ASSIGNMENT: A single number is needed: how many lines of the data hold the word "NewFile".
━━━━━━━━━━
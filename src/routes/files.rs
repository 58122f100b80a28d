//! File blob routes (all behind the access gate)
//!
//! Uploads carry the raw file as the request body:
//! - `X-File-Name` header: file name (required)
//! - `Content-Type` header: stored and echoed on download
//!
//! The body size cap is enforced by the server before dispatch.

use bytes::Bytes;
use hyper::header::{HeaderValue, CONTENT_TYPE};
use hyper::{Request, Response, StatusCode};
use serde::Serialize;
use std::sync::Arc;
use tracing::info;
use uuid::Uuid;

use crate::db::NewFile;
use crate::routes::response::{error_response, full_body, json_response, service_error_response, BoxBody};
use crate::server::AppState;
use crate::types::ServiceError;

pub const FILE_NAME_HEADER: &str = "X-File-Name";
pub const CONTENT_SHA256_HEADER: &str = "X-Content-Sha256";

#[derive(Debug, Serialize)]
struct FilesResponse {
    #[serde(rename = "ID")]
    id: Vec<Uuid>,
}

#[derive(Debug, Serialize)]
struct DeletedFilesResponse {
    deleted: usize,
}

fn parse_id(raw: &str) -> Result<Uuid, Response<BoxBody>> {
    Uuid::parse_str(raw).map_err(|_| error_response(StatusCode::BAD_REQUEST, None, "Invalid id"))
}

/// POST /rap/file/{parent_id}
pub async fn handle_add_file(
    req: Request<Bytes>,
    parent_id: &str,
    state: Arc<AppState>,
) -> Response<BoxBody> {
    if parent_id.trim().is_empty() {
        return error_response(StatusCode::BAD_REQUEST, None, "Parent id is not defined");
    }

    let name = match req
        .headers()
        .get(FILE_NAME_HEADER)
        .and_then(|v| v.to_str().ok())
        .map(str::trim)
    {
        Some(name) if !name.is_empty() => name.to_string(),
        _ => {
            return error_response(
                StatusCode::BAD_REQUEST,
                None,
                format!("Missing {} header", FILE_NAME_HEADER),
            )
        }
    };

    let content_type = req
        .headers()
        .get(CONTENT_TYPE)
        .and_then(|v| v.to_str().ok())
        .unwrap_or("application/octet-stream")
        .to_string();

    let data = req.into_body();
    if data.is_empty() {
        return error_response(StatusCode::BAD_REQUEST, None, "File body is empty");
    }
    if data.len() > state.args.max_upload_bytes {
        return service_error_response(ServiceError::PayloadTooLarge(format!(
            "File exceeds {} bytes",
            state.args.max_upload_bytes
        )));
    }

    let size = data.len();
    let file = NewFile {
        name,
        content_type,
        data: data.to_vec(),
    };

    match state.db.insert_files(parent_id, vec![file]) {
        Ok(ids) => {
            info!(parent_id = %parent_id, size, "File uploaded");
            json_response(StatusCode::OK, &FilesResponse { id: ids })
        }
        Err(e) => service_error_response(e.into()),
    }
}

/// GET /rap/file/{id}
///
/// Returns the stored bytes with their content type.
pub async fn handle_find_file(raw_id: &str, state: Arc<AppState>) -> Response<BoxBody> {
    let id = match parse_id(raw_id) {
        Ok(id) => id,
        Err(resp) => return resp,
    };

    let file = match state.db.find_file(&id) {
        Ok(Some(file)) => file,
        Ok(None) => {
            return service_error_response(ServiceError::NotFound(format!(
                "File [{}] not found",
                id
            )))
        }
        Err(e) => return service_error_response(e.into()),
    };

    let content_type = HeaderValue::from_str(&file.meta.content_type)
        .unwrap_or_else(|_| HeaderValue::from_static("application/octet-stream"));

    let mut builder = Response::builder()
        .status(StatusCode::OK)
        .header(CONTENT_TYPE, content_type)
        .header("Content-Length", file.data.len())
        .header(CONTENT_SHA256_HEADER, file.meta.sha256.as_str())
        .header("Access-Control-Allow-Origin", "*");

    if let Ok(name) = HeaderValue::from_str(&file.meta.name) {
        builder = builder.header(FILE_NAME_HEADER, name);
    }

    builder
        .body(full_body(file.data))
        .unwrap_or_else(|e| service_error_response(ServiceError::Internal(e.to_string())))
}

/// GET /rap/files/{parent_id}
pub async fn handle_find_files(parent_id: &str, state: Arc<AppState>) -> Response<BoxBody> {
    match state.db.list_files(parent_id) {
        Ok(files) => json_response(StatusCode::OK, &files),
        Err(e) => service_error_response(e.into()),
    }
}

/// DELETE /rap/file/{id}
pub async fn handle_delete_file(raw_id: &str, state: Arc<AppState>) -> Response<BoxBody> {
    let id = match parse_id(raw_id) {
        Ok(id) => id,
        Err(resp) => return resp,
    };

    match state.db.delete_file(&id) {
        Ok(()) => json_response(StatusCode::OK, &DeletedFilesResponse { deleted: 1 }),
        Err(e) => service_error_response(e.into()),
    }
}

/// DELETE /rap/files/{parent_id}
pub async fn handle_delete_files(parent_id: &str, state: Arc<AppState>) -> Response<BoxBody> {
    match state.db.delete_files(parent_id) {
        Ok(deleted) => json_response(StatusCode::OK, &DeletedFilesResponse { deleted }),
        Err(e) => service_error_response(e.into()),
    }
}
━━━━━━━━━━
COMPLETED TASK: 2